// SPDX-FileCopyrightText: 2026 Confide Contributors
// SPDX-License-Identifier: MIT OR Apache-2.0

//! Owner-checked conversation list, detail, update, and delete.

use std::sync::Arc;

use confide_context::ContextWindow;
use confide_context::title::MAX_TITLE_CHARS;
use confide_core::{
    ConfideError, Conversation, ConversationId, ConversationStore, Message, OwnerId, Sender,
};
use serde::{Deserialize, Serialize};
use tracing::info;

use crate::locks::ConversationLocks;
use crate::state::ConversationStates;

/// Load a conversation and check that `owner` created it.
pub(crate) async fn load_owned(
    store: &dyn ConversationStore,
    owner: &OwnerId,
    id: &ConversationId,
) -> Result<Conversation, ConfideError> {
    let conversation = store
        .get_conversation(id)
        .await?
        .ok_or_else(|| ConfideError::conversation_not_found(id.as_str()))?;
    if conversation.owner_id != *owner {
        return Err(ConfideError::Forbidden(format!(
            "conversation {id} belongs to another user"
        )));
    }
    Ok(conversation)
}

/// One row of the conversation list.
#[derive(Debug, Clone, PartialEq, Eq, Serialize)]
#[serde(rename_all = "camelCase")]
pub struct ConversationSummary {
    pub id: ConversationId,
    pub title: String,
    pub created_at: String,
}

#[derive(Debug, Clone, PartialEq, Eq, Serialize)]
pub struct MessageView {
    pub id: String,
    pub text: String,
    pub sender: Sender,
}

impl From<Message> for MessageView {
    fn from(message: Message) -> Self {
        Self {
            id: message.id,
            text: message.content,
            sender: message.sender,
        }
    }
}

#[derive(Debug, Clone, PartialEq, Eq, Serialize)]
#[serde(rename_all = "camelCase")]
pub struct ConversationDetail {
    pub id: ConversationId,
    pub title: String,
    pub summary_memo: Option<String>,
    pub created_at: String,
    pub messages: Vec<MessageView>,
}

/// Fields a caller may change. Absent fields are left alone.
#[derive(Debug, Clone, Default, Deserialize)]
#[serde(deny_unknown_fields)]
pub struct ConversationUpdate {
    #[serde(default)]
    pub title: Option<String>,
    #[serde(default)]
    pub memo: Option<String>,
}

pub struct ConversationService {
    store: Arc<dyn ConversationStore>,
    window: Arc<ContextWindow>,
    locks: Arc<ConversationLocks>,
    states: Arc<ConversationStates>,
    placeholder_title: String,
}

impl ConversationService {
    pub fn new(
        store: Arc<dyn ConversationStore>,
        window: Arc<ContextWindow>,
        locks: Arc<ConversationLocks>,
        states: Arc<ConversationStates>,
        placeholder_title: String,
    ) -> Self {
        Self {
            store,
            window,
            locks,
            states,
            placeholder_title,
        }
    }

    fn display_title(&self, title: Option<String>) -> String {
        title.unwrap_or_else(|| self.placeholder_title.clone())
    }

    fn summary(&self, conversation: Conversation) -> ConversationSummary {
        ConversationSummary {
            id: conversation.id,
            title: self.display_title(conversation.title),
            created_at: conversation.created_at,
        }
    }

    /// The owner's conversations, newest first.
    pub async fn list(&self, owner: &OwnerId) -> Result<Vec<ConversationSummary>, ConfideError> {
        let conversations = self.store.list_conversations(owner).await?;
        Ok(conversations.into_iter().map(|c| self.summary(c)).collect())
    }

    pub async fn detail(
        &self,
        owner: &OwnerId,
        id: &ConversationId,
    ) -> Result<ConversationDetail, ConfideError> {
        let conversation = load_owned(self.store.as_ref(), owner, id).await?;
        let messages = self.store.get_messages(id).await?;
        Ok(ConversationDetail {
            id: conversation.id,
            title: self.display_title(conversation.title),
            summary_memo: conversation.memo,
            created_at: conversation.created_at,
            messages: messages.into_iter().map(MessageView::from).collect(),
        })
    }

    /// Change the title and/or memo. A blank title is ignored; the window
    /// and the stored history are never touched.
    pub async fn update(
        &self,
        owner: &OwnerId,
        id: &ConversationId,
        update: ConversationUpdate,
    ) -> Result<ConversationSummary, ConfideError> {
        let mut conversation = load_owned(self.store.as_ref(), owner, id).await?;

        if let Some(title) = update.title.as_deref().map(str::trim).filter(|t| !t.is_empty()) {
            let title: String = title.chars().take(MAX_TITLE_CHARS).collect();
            self.store.update_title(id, &title).await?;
            conversation.title = Some(title);
        }
        if let Some(memo) = update.memo {
            self.store.update_memo(id, &memo).await?;
            conversation.memo = Some(memo);
        }

        Ok(self.summary(conversation))
    }

    /// Delete the conversation and its messages, then forget its in-memory
    /// state. Waits for an in-flight turn on the same conversation to finish.
    pub async fn delete(&self, owner: &OwnerId, id: &ConversationId) -> Result<(), ConfideError> {
        load_owned(self.store.as_ref(), owner, id).await?;

        let guard = self.locks.acquire(id).await;
        self.store.delete_conversation(id).await?;
        self.window.remove(id);
        self.states.forget(id);
        drop(guard);
        self.locks.remove(id);

        info!(conversation_id = %id, owner = %owner, "conversation deleted");
        Ok(())
    }
}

**Problem description:** What lines of the listing above hold "ConversationLocks"? Copy all of them.

**Response area:**
use crate::locks::ConversationLocks;
    locks: Arc<ConversationLocks>,
        locks: Arc<ConversationLocks>,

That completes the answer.